You Exist Too Much
- Author: Zaina Arafat
- Language: English
- Genre: Literary fiction
- Publisher: Catapult
- Publication date: June 9, 2020
- Publication place: United States
- Media type: Print (hardcover, paperback), Audio
- ISBN: 9781948226509

= You Exist Too Much =

2020 novel by Zaina Arafat

You Exist Too Much is the debut novel of Palestinian-American writer Zaina Arafat, published June 9, 2020 by Catapult. The book won the Lambda Literary Award for Bisexual Fiction in 2021.

== Synopsis ==
The novel follows an unnamed Palestinian-American woman struggling with destructive relationship patterns and her bisexual identity. After a series of obsessive, failed relationships, she seeks help at an unconventional treatment center, where she is diagnosed with "love addiction." Told through interconnected vignettes moving between past and present, the novel chronicles her journey toward understanding how her Palestinian heritage, her father's abandonment, and her mother's rejection of her sexuality have shaped her desperate search for love and belonging, moving between Jordan, Italy, Palestine, and the United States.

== Summary ==
The novel follows an unnamed Palestinian American woman as she struggles to unlearn cycles of longing, secrecy, and emotional self-erasure. As a child in Bethlehem, she's shamed for wearing shorts near the Church of the Nativity. Her mother's cold response marks the beginning of a lifelong pattern: craving affection from women who cannot or will not return it.

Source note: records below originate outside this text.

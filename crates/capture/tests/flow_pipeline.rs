use std::sync::{Arc, Mutex};
use std::time::Duration;

use bytes::Bytes;
use indoc::indoc;
use micro_capture::config::CaptureConfig;
use micro_capture::filter::FilterConfig;
use micro_capture::flow::{Direction, FlowEvent, FlowKey};
use micro_capture::handler::make_handler;
use micro_capture::protocol::{Exchange, SetupError};
use micro_capture::session::{Session, SessionReport};
use tokio::sync::mpsc;
use tokio::task::JoinHandle;
use tokio_util::sync::CancellationToken;

struct Capture {
    events: mpsc::Sender<FlowEvent>,
    cancel: CancellationToken,
    exchanges: Arc<Mutex<Vec<Exchange>>>,
    session: JoinHandle<SessionReport>,
}

impl Capture {
    fn start(config: CaptureConfig) -> Self {
        let exchanges = Arc::new(Mutex::new(Vec::new()));
        let sink = Arc::clone(&exchanges);
        let session = Session::new(config, make_handler(move |exchange| sink.lock().unwrap().push(exchange))).unwrap();

        let (events, receiver) = mpsc::channel(64);
        let cancel = CancellationToken::new();
        let session = tokio::spawn(session.run(receiver, cancel.clone()));
        Self { events, cancel, exchanges, session }
    }

    async fn client(&self, key: FlowKey, payload: &'static str) {
        self.send(key, Direction::ClientToServer, payload.as_bytes()).await;
    }

    async fn server(&self, key: FlowKey, payload: &'static str) {
        self.send(key, Direction::ServerToClient, payload.as_bytes()).await;
    }

    async fn send(&self, key: FlowKey, direction: Direction, payload: &'static [u8]) {
        let event = FlowEvent::Segment { key, direction, payload: Bytes::from_static(payload) };
        self.events.send(event).await.unwrap();
    }

    async fn complete(&self, key: FlowKey) {
        self.events.send(FlowEvent::Complete { key }).await.unwrap();
    }

    /// Ends the event stream and waits for every worker.
    async fn finish(self) -> (SessionReport, Vec<Exchange>) {
        drop(self.events);
        let report = self.session.await.unwrap();
        let exchanges = std::mem::take(&mut *self.exchanges.lock().unwrap());
        (report, exchanges)
    }
}

fn flow(client_port: u16) -> FlowKey {
    FlowKey::new(format!("192.168.1.10:{client_port}").parse().unwrap(), "93.184.216.34:80".parse().unwrap())
}

#[tokio::test]
async fn keep_alive_flow() {
    let capture = Capture::start(CaptureConfig::default());
    let key = flow(40000);

    capture
        .client(key, "POST /api/items HTTP/1.1\r\nHost: example.com\r\nContent-Length: 10\r\n\r\n{\"id\": 42}")
        .await;
    capture
        .server(
            key,
            indoc! {"
            HTTP/1.1 201 Created\r
            Transfer-Encoding: chunked\r
            \r
            2\r
            ok\r
            0\r
            \r
            "},
        )
        .await;
    capture.client(key, "GET /api/items/42 HTTP/1.1\r\nHost: example.com\r\n\r\n").await;
    capture.server(key, "HTTP/1.1 200 OK\r\nContent-Le").await;
    capture.server(key, "ngth: 5\r\n\r\nhel").await;
    capture.server(key, "lo").await;
    capture.complete(key).await;

    let (report, exchanges) = capture.finish().await;
    assert_eq!(report.flows, 1);
    assert_eq!(exchanges.len(), 2);
    // one pipe per direction for the whole connection
    assert_eq!(report.pool.gets, 2);
    assert_eq!(report.pool.puts, 2);

    let first = &exchanges[0];
    assert_eq!(first.request().target(), "/api/items");
    assert_eq!(first.request().body().as_bytes(), &b"{\"id\": 42}"[..]);
    assert_eq!(first.response().status(), 201);
    assert_eq!(first.response().body().as_bytes(), &b"ok"[..]);

    let second = &exchanges[1];
    assert_eq!(second.request().seq(), 2);
    assert_eq!(second.response().request_seq(), 2);
    assert_eq!(second.response().body().as_bytes(), &b"hello"[..]);
    assert_eq!(first.flow_id(), second.flow_id());
}

#[tokio::test]
async fn body_until_close() {
    let capture = Capture::start(CaptureConfig::default());
    let key = flow(40001);

    capture.client(key, "GET /legacy HTTP/1.0\r\nHost: example.com\r\n\r\n").await;
    capture.server(key, "HTTP/1.0 200 OK\r\nContent-Type: text/plain\r\n\r\nall of ").await;
    capture.server(key, "this").await;
    capture.complete(key).await;

    let (_, exchanges) = capture.finish().await;
    assert_eq!(exchanges.len(), 1);
    assert_eq!(exchanges[0].response().body().as_bytes(), &b"all of this"[..]);
}

#[tokio::test]
async fn recovers_after_garbage() {
    let capture = Capture::start(CaptureConfig::default());
    let key = flow(40002);

    capture.client(key, "GET /a HTTP/1.1\r\nHost: example.com\r\n\r\n").await;
    capture.server(key, "\x00\x01garbage\r\nHTTP/1.1 200 OK\r\nContent-Length: 1\r\n\r\na").await;
    capture.client(key, "GET /b HTTP/1.1\r\nHost: example.com\r\n\r\n").await;
    capture.server(key, "HTTP/1.1 200 OK\r\nContent-Length: 1\r\n\r\nb").await;
    capture.complete(key).await;

    let (_, exchanges) = capture.finish().await;
    let bodies: Vec<_> = exchanges.iter().map(|exchange| exchange.response().body().as_bytes().clone()).collect();
    assert_eq!(bodies, vec![Bytes::from_static(b"a"), Bytes::from_static(b"b")]);
}

#[tokio::test]
async fn host_filter_drops_other_hosts() {
    let config = CaptureConfig {
        filter: FilterConfig { host: "*.example.com".into(), ..FilterConfig::default() },
        ..CaptureConfig::default()
    };
    let capture = Capture::start(config);

    let api = flow(40003);
    capture.client(api, "GET / HTTP/1.1\r\nHost: api.example.com:8080\r\n\r\n").await;
    capture.server(api, "HTTP/1.1 204 No Content\r\n\r\n").await;

    let other = flow(40004);
    capture.client(other, "GET / HTTP/1.1\r\nHost: example.org\r\n\r\n").await;
    capture.server(other, "HTTP/1.1 204 No Content\r\n\r\n").await;

    let (report, exchanges) = capture.finish().await;
    assert_eq!(report.flows, 2);
    assert_eq!(exchanges.len(), 1);
    assert_eq!(exchanges[0].request().host(), "api.example.com:8080");
}

#[tokio::test]
async fn port_filter_skips_flows() {
    let config = CaptureConfig {
        filter: FilterConfig { port: 8080, ..FilterConfig::default() },
        ..CaptureConfig::default()
    };
    let capture = Capture::start(config);
    let key = flow(40005);

    capture.client(key, "GET / HTTP/1.1\r\nHost: example.com\r\n\r\n").await;
    capture.server(key, "HTTP/1.1 204 No Content\r\n\r\n").await;

    let (report, exchanges) = capture.finish().await;
    assert_eq!(report.flows, 0);
    assert!(exchanges.is_empty());
}

#[tokio::test]
async fn websocket_upgrade_stops_parsing() {
    let capture = Capture::start(CaptureConfig::default());
    let key = flow(40006);

    capture
        .client(
            key,
            indoc! {"
            GET /chat HTTP/1.1\r
            Host: example.com\r
            Upgrade: websocket\r
            Connection: Upgrade\r
            \r
            "},
        )
        .await;
    capture.server(key, "HTTP/1.1 101 Switching Protocols\r\nUpgrade: websocket\r\nConnection: Upgrade\r\n\r\n").await;
    capture.send(key, Direction::ClientToServer, b"\x81\x85\x37\xfa\x21\x3d\x7f\x9f\x4d\x51\x58").await;
    capture.send(key, Direction::ServerToClient, b"\x81\x05Hello").await;
    capture.complete(key).await;

    let (_, exchanges) = capture.finish().await;
    assert_eq!(exchanges.len(), 1);
    assert_eq!(exchanges[0].response().status(), 101);
}

#[tokio::test]
async fn tls_flow_is_opaque() {
    let capture = Capture::start(CaptureConfig::default());
    let key = flow(40007);

    capture.send(key, Direction::ClientToServer, b"\x16\x03\x01\x02\x00\x01\x00\x01\xfc\x03\x03").await;
    capture.send(key, Direction::ServerToClient, b"\x16\x03\x03\x00\x7a\x02\x00\x00\x76").await;
    capture.client(key, "GET / HTTP/1.1\r\nHost: example.com\r\n\r\n").await;
    capture.complete(key).await;

    let (report, exchanges) = capture.finish().await;
    assert_eq!(report.flows, 1);
    assert!(exchanges.is_empty());
    assert_eq!(report.pool.gets, 0);
}

#[tokio::test(start_paused = true)]
async fn unanswered_request_is_dropped() {
    let config = CaptureConfig { response_timeout_secs: 5, ..CaptureConfig::default() };
    let capture = Capture::start(config);
    let key = flow(40008);

    capture.client(key, "GET /slow HTTP/1.1\r\nHost: example.com\r\n\r\n").await;
    tokio::time::sleep(Duration::from_secs(6)).await;
    capture.client(key, "GET /fast HTTP/1.1\r\nHost: example.com\r\n\r\n").await;
    capture.server(key, "HTTP/1.1 200 OK\r\nContent-Length: 0\r\n\r\n").await;
    capture.complete(key).await;

    let (_, exchanges) = capture.finish().await;
    assert_eq!(exchanges.len(), 1);
    assert_eq!(exchanges[0].request().target(), "/fast");
    assert_eq!(exchanges[0].request().seq(), 2);
}

#[tokio::test]
async fn cancel_closes_open_flows() {
    let capture = Capture::start(CaptureConfig::default());
    let key = flow(40009);

    capture.client(key, "GET / HTTP/1.1\r\nHost: example.com\r\n\r\n").await;
    // wait until the segment has been dispatched
    while capture.events.capacity() < capture.events.max_capacity() {
        tokio::task::yield_now().await;
    }
    capture.cancel.cancel();

    let (report, exchanges) = capture.finish().await;
    assert_eq!(report.flows, 1);
    assert!(exchanges.is_empty());
    assert_eq!(report.pool.gets, 2);
    assert_eq!(report.pool.puts, report.pool.gets);
}

#[tokio::test]
async fn invalid_filter_is_rejected() {
    let config = CaptureConfig {
        filter: FilterConfig { ip: "not-an-address".into(), ..FilterConfig::default() },
        ..CaptureConfig::default()
    };
    let result = Session::new(config, make_handler(|_| {}));
    assert!(matches!(result, Err(SetupError::InvalidFilter { .. })));
}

In early adulthood, she moves to Florence after college, hoping to reinvent herself through language, distance, and art. Instead, she falls into a tight-knit expat circle that nicknames her closest companions the Sacrifice—a Dutch girl with whom she develops a deep, co-dependent bond—and the Savior, a Salvadoran girl with whom she briefly shares a flirtation. Her relationship with the Sacrifice is emotionally charged and blurs the lines between friendship and desire. They sleep in the same bed, share private rituals, and act like a couple without ever defining the connection—until the Sacrifice confesses love and abruptly leaves. The narrator's fragile sense of self collapses, and she returns to the U.S. months early, disoriented and depressed.

Back in New York, she moves in with Anna, a girlfriend she later betrays by carrying on a secret emotional affair with a married professor. When Anna discovers the emails, she leaves. Shaken, the narrator admits herself to a treatment centre for love and sex addiction in Kentucky, where she begins to face the compulsions that have shaped her life. In therapy, she confesses a crush on her female therapist and, for the first time, receives understanding instead of rejection.

Later, while pursuing an MFA in the Midwest, she begins an affair with Matías, a married writer. When he invites her to Buenos Aires, she declines, recognising the fantasy for what it is. Her pattern of destructive longing persists through hookups, DJing, and a toxic entanglement with her neighbour Tara, but her friendship with Renata, with whom she has a brief romantic moment that Renate rejects, is steady, non-sexual, and long-lasting, serves as an emotional anchor.

The novel ends with a trip to the Middle East for her grandmother's funeral. She passes the Israeli border on her way to the West Bank, she asks not to have her passport stamped so she can still visit Lebanon—a quiet expression of her split identity. In Bethlehem and Amman, she confronts her estranged mother and begins to see the mirroring between their traumas. Upon returning to the U.S., she finds herself in a new relationship with Anouk, a woman who is emotionally present and undramatic—unlike every partner before her. In the final scene, as the narrator kisses Anouk and reflects on “making room” for her, the moment suggests a slow, hard-earned shift: she may finally be choosing love rooted in reality, not in absence.

== Reception ==
You Exist Too Much received positive reviews from the Los Angeles Review of Books, The San Francisco Book Review, Washington Independent Review of Books, NPR, The Irish Times, and Publishers Weekly.

NPRs Gabino Iglesias wrote that You Exist Too Much is "a perfect example of how culture and family can affect those whose lives span different realities."

Sarah Mills, writing for the Los Angeles Review of Books, called it "[a]n unpretentious read," saying, "[W]hat the novel lacks in richness and layers, it makes up for in accessibility and honesty, steering clear of the stereotypes that so often plague characters from a Middle Eastern background."

The Washington Independent Review's Antoaneta Tileva said it is "an engrossing character study of a young, bisexual Palestinian American woman. Much more than an exploration of intersecting lines and identities, the debut novel revels in their clouding."

Kirkus, The Washington Post, New York Times Book Review, and Booklist provided mixed reviews. Kirkus called the book "uneven," a sentiment echoed in Publishers Weekly's review, though they agreed the novel was "intriguing."

Booklist's Terry Hong said, "Debuting novelist Arafat’s damaged cast might resonate with untethered millennials, but utmost patience is a must."

In 2021, You Exist Too Much won the Lambda Literary Award for Bisexual Fiction.